TASK TO CARRY OUT:
Reading the records below, count the lines in which the string "dash" appears; write the number only.

Saved data entries:
☆ ☆ ☆ ☆

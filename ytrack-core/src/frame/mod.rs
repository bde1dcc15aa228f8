//! Typed row frame: an append-only column registry plus rows that reference
//! cells by column index.

mod columns;
mod row;
mod value;

pub use columns::{ColumnId, ColumnRegistry};
pub use row::Row;
pub use value::{MISSING, Value, decimal_from_json};

use chrono::{DateTime, TimeDelta, Utc};
use ytrack_types::SeriesKey;

/// A single unit of observation inside a snapshot.
pub type TimeBucket = Row;

/// Header of the resolved bucket start, always the first column on disk.
pub const TIME_COLUMN: &str = "datetime(UTC)";
/// Header of the abbreviated weekday, always the second column on disk.
pub const DAY_COLUMN: &str = "day";
/// Relative time since publishing on explore charts.
///
/// Descriptive rather than a metric, so gap placeholders leave it empty.
pub const TIME_DELTA_COLUMN: &str = "time delta";
/// Views column of the latest-activity card.
pub const VIEWS_COLUMN: &str = "views";

const DESCRIPTOR_COLUMNS: &[&str] = &[TIME_DELTA_COLUMN];

/// An identity-keyed, ordered sequence of rows with a growing schema.
#[derive(Debug, Clone, PartialEq, Eq)]
pub struct Series {
    /// Logical identity of the series.
    pub key: SeriesKey,
    /// Spacing between consecutive buckets.
    pub granularity: TimeDelta,
    /// Dynamic columns in schema order.
    pub columns: ColumnRegistry,
    /// Rows sorted ascending by timestamp.
    pub rows: Vec<Row>,
}

impl Series {
    /// Empty series.
    #[must_use]
    pub fn new(key: SeriesKey, granularity: TimeDelta) -> Self {
        Self {
            key,
            granularity,
            columns: ColumnRegistry::new(),
            rows: Vec::new(),
        }
    }

    /// Timestamp of the first row.
    #[must_use]
    pub fn first_ts(&self) -> Option<DateTime<Utc>> {
        self.rows.first().map(|r| r.ts)
    }

    /// Timestamp of the last row.
    #[must_use]
    pub fn last_ts(&self) -> Option<DateTime<Utc>> {
        self.rows.last().map(|r| r.ts)
    }

    /// Number of rows.
    #[must_use]
    pub fn len(&self) -> usize {
        self.rows.len()
    }

    /// True if the series has no rows.
    #[must_use]
    pub fn is_empty(&self) -> bool {
        self.rows.is_empty()
    }

    /// Cell of `row` under column `name`.
    #[must_use]
    pub fn value(&self, row: usize, name: &str) -> Option<&Value> {
        let id = self.columns.get(name)?;
        self.rows.get(row)?.get(id)
    }

    /// Column `name` across all rows.
    pub fn column<'a>(&'a self, name: &str) -> impl Iterator<Item = Option<&'a Value>> + 'a {
        let id = self.columns.get(name);
        self.rows
            .iter()
            .map(move |r| id.and_then(|id| r.get(id)))
    }

    /// Give every row an explicit cell slot for every column.
    pub fn pad_rows(&mut self) {
        let width = self.columns.len();
        for r in &mut self.rows {
            r.pad_to(width);
        }
    }

    /// A synthesized row for a bucket that was never observed.
    ///
    /// Metric columns carry [`Value::Missing`]; descriptor columns stay empty.
    #[must_use]
    pub fn placeholder_row(&self, ts: DateTime<Utc>) -> Row {
        let cells = self
            .columns
            .names()
            .map(|n| {
                if DESCRIPTOR_COLUMNS.contains(&n) {
                    None
                } else {
                    Some(Value::Missing)
                }
            })
            .collect();
        Row { ts, cells }
    }
}
use std::fs;
use std::sync::Arc;

use tempfile::TempDir;
use ytrack::{DumpDirectory, SnapshotRequest, SnapshotSource, YtrackError};
use ytrack_mock::{CardBuilder, MemoryStore, MockSource};

use crate::helpers::*;

fn write_dumps(dir: &TempDir) {
    let first = first_channel_card().dash('-');
    let second = CardBuilder::new(naive(3, 3))
        .hourly(naive(2, 22), &[7, 8, 9, 10, 11])
        .dash('\u{2212}')
        .entity(CHANNEL);
    // Name order, not creation order, decides replay order.
    fs::write(dir.path().join("channel_02.txt"), second.build_text()).unwrap();
    fs::write(dir.path().join("channel_01.txt"), first.build_text()).unwrap();
    fs::write(dir.path().join("video_01.txt"), "unrelated").unwrap();
}

#[test]
fn dumps_are_served_in_name_order() {
    let dir = TempDir::new().unwrap();
    write_dumps(&dir);
    let dumps = DumpDirectory::open(dir.path(), "channel").unwrap();
    assert_eq!(dumps.remaining(), 2);

    let req = SnapshotRequest::new(channel_key());
    let first = dumps.fetch(&req).unwrap().into_value().unwrap();
    assert_eq!(first["lastUpdated"], "2024-01-03T01:00:00.000");
    dumps.fetch(&req).unwrap();
    assert!(matches!(dumps.fetch(&req), Err(YtrackError::NotFound { .. })));
}

#[test]
fn replayed_dumps_build_the_series_incrementally() {
    let dir = TempDir::new().unwrap();
    write_dumps(&dir);
    let store = Arc::new(MemoryStore::new());
    let tracker = tracker(MockSource::new(), &store);

    let report = tracker
        .ingest_dumps(&channel_key(), dir.path(), "channel")
        .unwrap();
    assert!(report.is_clean());
    assert_eq!(report.completed.len(), 2);
    assert_eq!(report.rows_appended(), 6);
    assert!(report.completed[0].merge.created);

    let series = store.get(&channel_key()).unwrap();
    assert_eq!(series.first_ts(), Some(at(2, 20)));
    assert_eq!(series.last_ts(), Some(at(3, 1)));
}

#[test]
fn bad_dump_is_skipped_and_replay_continues() {
    let dir = TempDir::new().unwrap();
    write_dumps(&dir);
    fs::write(dir.path().join("channel_00.txt"), "no json here").unwrap();
    let store = Arc::new(MemoryStore::new());
    let tracker = tracker(MockSource::new(), &store);

    let report = tracker
        .ingest_dumps(&channel_key(), dir.path(), "channel")
        .unwrap();
    assert_eq!(report.failed.len(), 1);
    assert!(matches!(report.failed[0].1, YtrackError::MalformedSnapshot(_)));
    assert_eq!(report.completed.len(), 2);
}

#[test]
fn missing_dump_directory_is_an_io_error() {
    let dir = TempDir::new().unwrap();
    let err = DumpDirectory::open(&dir.path().join("nope"), "channel").unwrap_err();
    assert!(matches!(err, YtrackError::Io { .. }));
}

☆ ☆ ☆ ☆

ANSWER SPACE:
2